Чувствуя себя совершенно разбитым, изнемогающим от невероятной духоты, он поднялся к себе в каюту, стянул липкую рубаху, шорты и направился в душ, Подставил голову тугим струям воды. Ну, Жорка! Ну, дела.
К островам Зеленого Мыса танкер «Пассат» подошел вовремя. В пятнадцать тридцать пять вахтенный помощник капитана, степенный и неторопливый Степан Федорович Волошин, постучал в каюту капитана. Таращась в полумрак капитанского жилья — шторы на окнах были опущены, — он доложил, что локатор зацепился за горы острова Боавишта. И что ход танкера по распоряжению старпома, который находится в рубке, снижен до среднего. Через тридцать-сорок минут они будут в точке рандеву. Бубин поддерживает постоянную связь с «Сан-Себастьяном».

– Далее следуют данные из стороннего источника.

#[cfg(test)]
mod tests {
    use super::*;

    const MS: Duration = Duration::from_millis(1);

    /// Drive a fresh controller into fast mode at 60 FPS.
    fn fast_controller(t0: Instant) -> RefreshController {
        let mut c = RefreshController::default();
        for i in 0..7 {
            c.record_activity_at(t0 + i * MS);
        }
        assert_eq!(c.mode(), RefreshMode::Fast);
        assert_eq!(c.current_fps(), 60);
        c
    }

    #[test]
    fn starts_normal_at_thirty() {
        let c = RefreshController::default();
        assert_eq!(c.mode(), RefreshMode::Normal);
        assert_eq!(c.current_fps(), 30);
        assert_eq!(c.target_fps(), 30);
        assert_eq!(c.interval_ms(), 33);
        assert!(!c.is_dirty());
    }

    #[test]
    fn ramp_up_from_thirty_gives_forty_five() {
        let t0 = Instant::now();
        let mut c = RefreshController::default();
        for i in 0..5 {
            c.record_activity_at(t0 + i * MS);
            assert_eq!(c.current_fps(), 30);
        }
        c.record_activity_at(t0 + 5 * MS);
        assert_eq!(c.mode(), RefreshMode::Fast);
        assert_eq!(c.target_fps(), 60);
        assert_eq!(c.current_fps(), 45);
        c.record_activity_at(t0 + 6 * MS);
        assert_eq!(c.current_fps(), 60);
    }

    #[test]
    fn ramp_down_from_sixty_gives_fifty_five() {
        let t0 = Instant::now();
        let mut c = fast_controller(t0);
        c.reset_activity_count();
        c.record_activity_at(t0 + 100 * MS);
        assert_eq!(c.mode(), RefreshMode::Normal);
        assert_eq!(c.current_fps(), 55);
        for (i, expected) in [50, 45, 40, 35, 30, 30].into_iter().enumerate() {
            c.record_activity_at(t0 + (101 + i as u32) * MS);
            c.reset_activity_count();
            assert_eq!(c.current_fps(), expected);
        }
    }

    #[test]
    fn quiet_time_is_measured_from_previous_activity() {
        let t0 = Instant::now();
        let mut c = RefreshController::default();
        c.record_activity_at(t0);
        c.record_activity_at(t0 + 600 * MS);
        assert_eq!(c.mode(), RefreshMode::Transition);
        assert_eq!(c.target_fps(), 15);
        assert_eq!(c.current_fps(), 25);

        c.record_activity_at(t0 + 3700 * MS);
        assert_eq!(c.mode(), RefreshMode::Idle);
        assert_eq!(c.target_fps(), 5);
    }

    #[test]
    fn evaluate_decays_toward_idle() {
        let t0 = Instant::now();
        let mut c = RefreshController::default();
        c.record_activity_at(t0);
        let mut steps = 0;
        while c.current_fps() > 5 {
            c.evaluate_at(t0 + 4000 * MS);
            steps += 1;
        }
        assert_eq!(c.mode(), RefreshMode::Idle);
        assert_eq!(steps, 5);
        assert_eq!(c.interval_ms(), 200);
    }

    #[test]
    fn slow_renders_force_fast_mode() {
        let t0 = Instant::now();
        let mut c = RefreshController::default();
        c.record_render_at(25.0, t0);
        c.record_render_at(5.0, t0);
        assert!(c.avg_render_ms() > 10.0);
        c.record_activity_at(t0 + MS);
        assert_eq!(c.mode(), RefreshMode::Fast);
    }

    #[test]
    fn render_history_is_bounded_and_most_recent_first() {
        let t0 = Instant::now();
        let mut c = RefreshController::default();
        for i in 0..15 {
            c.record_render_at(f64::from(i), t0);
        }
        let history: Vec<f64> = c.render_history().collect();
        assert_eq!(history.len(), 10);
        assert_eq!(history[0], 14.0);
        assert_eq!(history[9], 5.0);
    }

    #[test]
    fn should_render_tracks_dirty_and_interval() {
        let t0 = Instant::now();
        let mut c = RefreshController::default();
        assert!(c.should_render_at(t0), "never rendered");

        c.record_render_at(1.0, t0);
        assert!(!c.should_render_at(t0 + 10 * MS));
        assert!(c.should_render_at(t0 + 34 * MS), "one frame at 30 FPS elapsed");

        c.mark_dirty();
        assert!(c.should_render_at(t0 + MS));
        c.record_render_at(1.0, t0 + MS);
        assert!(!c.is_dirty());
    }

    #[test]
    fn activity_marks_dirty() {
        let t0 = Instant::now();
        let mut c = RefreshController::default();
        c.record_render_at(1.0, t0);
        c.record_activity_at(t0 + MS);
        assert!(c.is_dirty());
        assert!(c.should_render_at(t0 + 2 * MS));
    }

    #[test]
    fn reset_activity_count_keeps_fps() {
        let t0 = Instant::now();
        let mut c = fast_controller(t0);
        c.reset_activity_count();
        assert_eq!(c.activity_count(), 0);
        assert_eq!(c.current_fps(), 60);
    }

    #[test]
    fn telemetry_reflects_state() {
        let t0 = Instant::now();
        let mut c = RefreshController::default();
        c.record_render_at(4.0, t0);
        c.record_render_at(6.0, t0);
        c.record_activity_at(t0);
        let t = c.telemetry();
        assert_eq!(t.mode, RefreshMode::Normal);
        assert_eq!(t.activity_count, 1);
        assert_eq!(t.avg_render_ms, 5.0);
        assert_eq!(t.history_len, 2);
        assert!(t.dirty);
        assert_eq!(t.interval_ms, 33);
    }

    #[test]
    fn reset_restores_initial_state() {
        let t0 = Instant::now();
        let mut c = fast_controller(t0);
        c.record_render_at(3.0, t0);
        c.reset();
        assert_eq!(c.mode(), RefreshMode::Normal);
        assert_eq!(c.current_fps(), 30);
        assert_eq!(c.render_history().len(), 0);
    }

    #[test]
    fn ramp_step_never_overshoots() {
        assert_eq!(ramp_step(30, 60, 15, 5), 45);
        assert_eq!(ramp_step(50, 60, 15, 5), 60);
        assert_eq!(ramp_step(60, 30, 15, 5), 55);
        assert_eq!(ramp_step(7, 5, 15, 5), 5);
        assert_eq!(ramp_step(30, 30, 15, 5), 30);
    }

    #[test]
    fn low_power_preset() {
        let c = RefreshController::new(RefreshConfig::low_power());
        assert_eq!(c.current_fps(), 20);
        assert_eq!(c.interval_ms(), 50);
    }
}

— Иди, — отозвался капитан и медленно, словно боясь что-то сшелохнуть в своей голове, сел в койке: — Боцмана и Куликова в рубку.
— Куликова? — помедлив немного, переспросил Волошин. Он понимал, для чего нужен боцман, но зачем капитану Куликов? — Вы сказали...
— Пускай побудет с нами. Идите.
— Вместе с нами? — опять переспросил Волошин. — Ну да. Хорошо.
Он опять вздохнул, прикрыл дверь и отчего-то на цыпочках направился в рубку. Сообщил Русову о приказе капитана, вызвал и того и другого по судовому радио. Дверь из ходовой рубки в коридор была распахнута, и было слышно, как Бубин переговаривался по радиотелефону с «бразильцем». Послышались шаги, и показался капитан. Горин шел плавно, будто держал на голове сосуд, наполненный водой.